Replicate the data exactly, every line included.
========
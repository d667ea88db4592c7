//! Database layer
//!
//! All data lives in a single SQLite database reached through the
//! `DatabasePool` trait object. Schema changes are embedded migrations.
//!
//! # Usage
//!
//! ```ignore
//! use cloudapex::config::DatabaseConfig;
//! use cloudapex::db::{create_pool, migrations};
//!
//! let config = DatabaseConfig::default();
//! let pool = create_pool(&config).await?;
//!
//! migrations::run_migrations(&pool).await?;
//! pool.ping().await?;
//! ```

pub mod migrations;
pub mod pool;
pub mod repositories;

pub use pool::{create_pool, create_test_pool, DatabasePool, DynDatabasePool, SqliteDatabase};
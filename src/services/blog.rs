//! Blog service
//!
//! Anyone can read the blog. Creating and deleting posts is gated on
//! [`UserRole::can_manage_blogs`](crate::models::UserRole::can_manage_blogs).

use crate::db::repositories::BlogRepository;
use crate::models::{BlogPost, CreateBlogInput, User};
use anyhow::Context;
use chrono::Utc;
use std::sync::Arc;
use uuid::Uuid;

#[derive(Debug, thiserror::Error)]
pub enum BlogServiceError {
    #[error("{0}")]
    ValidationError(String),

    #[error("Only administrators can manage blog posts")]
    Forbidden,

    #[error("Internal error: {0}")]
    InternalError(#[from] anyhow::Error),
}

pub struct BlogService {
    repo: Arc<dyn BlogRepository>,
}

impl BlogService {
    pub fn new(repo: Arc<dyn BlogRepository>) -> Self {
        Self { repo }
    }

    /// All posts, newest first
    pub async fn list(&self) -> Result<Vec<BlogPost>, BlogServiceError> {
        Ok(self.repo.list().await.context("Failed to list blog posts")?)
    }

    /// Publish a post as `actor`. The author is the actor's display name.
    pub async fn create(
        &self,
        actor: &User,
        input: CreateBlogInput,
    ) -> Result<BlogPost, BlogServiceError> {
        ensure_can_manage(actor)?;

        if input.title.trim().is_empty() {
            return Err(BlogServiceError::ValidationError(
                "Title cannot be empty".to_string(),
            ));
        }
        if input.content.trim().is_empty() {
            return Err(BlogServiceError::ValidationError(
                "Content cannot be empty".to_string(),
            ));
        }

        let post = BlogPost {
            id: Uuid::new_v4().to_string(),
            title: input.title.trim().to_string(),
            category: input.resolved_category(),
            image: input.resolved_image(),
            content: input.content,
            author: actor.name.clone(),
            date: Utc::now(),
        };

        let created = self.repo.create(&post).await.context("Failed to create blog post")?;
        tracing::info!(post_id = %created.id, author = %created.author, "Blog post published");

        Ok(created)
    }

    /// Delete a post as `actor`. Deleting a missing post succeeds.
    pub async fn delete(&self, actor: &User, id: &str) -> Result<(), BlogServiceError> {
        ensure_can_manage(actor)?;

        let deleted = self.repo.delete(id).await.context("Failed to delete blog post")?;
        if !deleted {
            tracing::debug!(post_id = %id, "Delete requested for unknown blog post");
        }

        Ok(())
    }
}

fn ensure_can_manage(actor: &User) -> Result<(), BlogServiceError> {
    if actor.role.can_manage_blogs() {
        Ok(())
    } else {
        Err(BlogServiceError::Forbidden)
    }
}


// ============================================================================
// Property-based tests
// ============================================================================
========
RESULT OF THE TASK |
repository d667ea88db4592c7
//! Database layer
//!
//! All data lives in a single SQLite database reached through the
//! `DatabasePool` trait object. Schema changes are embedded migrations.
//!
//! # Usage
//!
//! ```ignore
//! use cloudapex::config::DatabaseConfig;
//! use cloudapex::db::{create_pool, migrations};
//!
//! let config = DatabaseConfig::default();
//! let pool = create_pool(&config).await?;
//!
//! migrations::run_migrations(&pool).await?;
//! pool.ping().await?;
//! ```

pub mod migrations;
pub mod pool;
pub mod repositories;

pub use pool::{create_pool, create_test_pool, DatabasePool, DynDatabasePool, SqliteDatabase};
filename src/services/blog.rs
//! Blog service
//!
//! Anyone can read the blog. Creating and deleting posts is gated on
//! [`UserRole::can_manage_blogs`](crate::models::UserRole::can_manage_blogs).

use crate::db::repositories::BlogRepository;
use crate::models::{BlogPost, CreateBlogInput, User};
use anyhow::Context;
use chrono::Utc;
use std::sync::Arc;
use uuid::Uuid;

#[derive(Debug, thiserror::Error)]
pub enum BlogServiceError {
    #[error("{0}")]
    ValidationError(String),

    #[error("Only administrators can manage blog posts")]
    Forbidden,

    #[error("Internal error: {0}")]
    InternalError(#[from] anyhow::Error),
}

pub struct BlogService {
    repo: Arc<dyn BlogRepository>,
}

impl BlogService {
    pub fn new(repo: Arc<dyn BlogRepository>) -> Self {
        Self { repo }
    }

    /// All posts, newest first
    pub async fn list(&self) -> Result<Vec<BlogPost>, BlogServiceError> {
        Ok(self.repo.list().await.context("Failed to list blog posts")?)
    }

    /// Publish a post as `actor`. The author is the actor's display name.
    pub async fn create(
        &self,
        actor: &User,
        input: CreateBlogInput,
    ) -> Result<BlogPost, BlogServiceError> {
        ensure_can_manage(actor)?;

        if input.title.trim().is_empty() {
            return Err(BlogServiceError::ValidationError(
                "Title cannot be empty".to_string(),
            ));
        }
        if input.content.trim().is_empty() {
            return Err(BlogServiceError::ValidationError(
                "Content cannot be empty".to_string(),
            ));
        }

        let post = BlogPost {
            id: Uuid::new_v4().to_string(),
            title: input.title.trim().to_string(),
            category: input.resolved_category(),
            image: input.resolved_image(),
            content: input.content,
            author: actor.name.clone(),
            date: Utc::now(),
        };

        let created = self.repo.create(&post).await.context("Failed to create blog post")?;
        tracing::info!(post_id = %created.id, author = %created.author, "Blog post published");

        Ok(created)
    }

    /// Delete a post as `actor`. Deleting a missing post succeeds.
    pub async fn delete(&self, actor: &User, id: &str) -> Result<(), BlogServiceError> {
        ensure_can_manage(actor)?;

        let deleted = self.repo.delete(id).await.context("Failed to delete blog post")?;
        if !deleted {
            tracing::debug!(post_id = %id, "Delete requested for unknown blog post");
        }

        Ok(())
    }
}

fn ensure_can_manage(actor: &User) -> Result<(), BlogServiceError> {
    if actor.role.can_manage_blogs() {
        Ok(())
    } else {
        Err(BlogServiceError::Forbidden)
    }
}


// ============================================================================
// Property-based tests
// ============================================================================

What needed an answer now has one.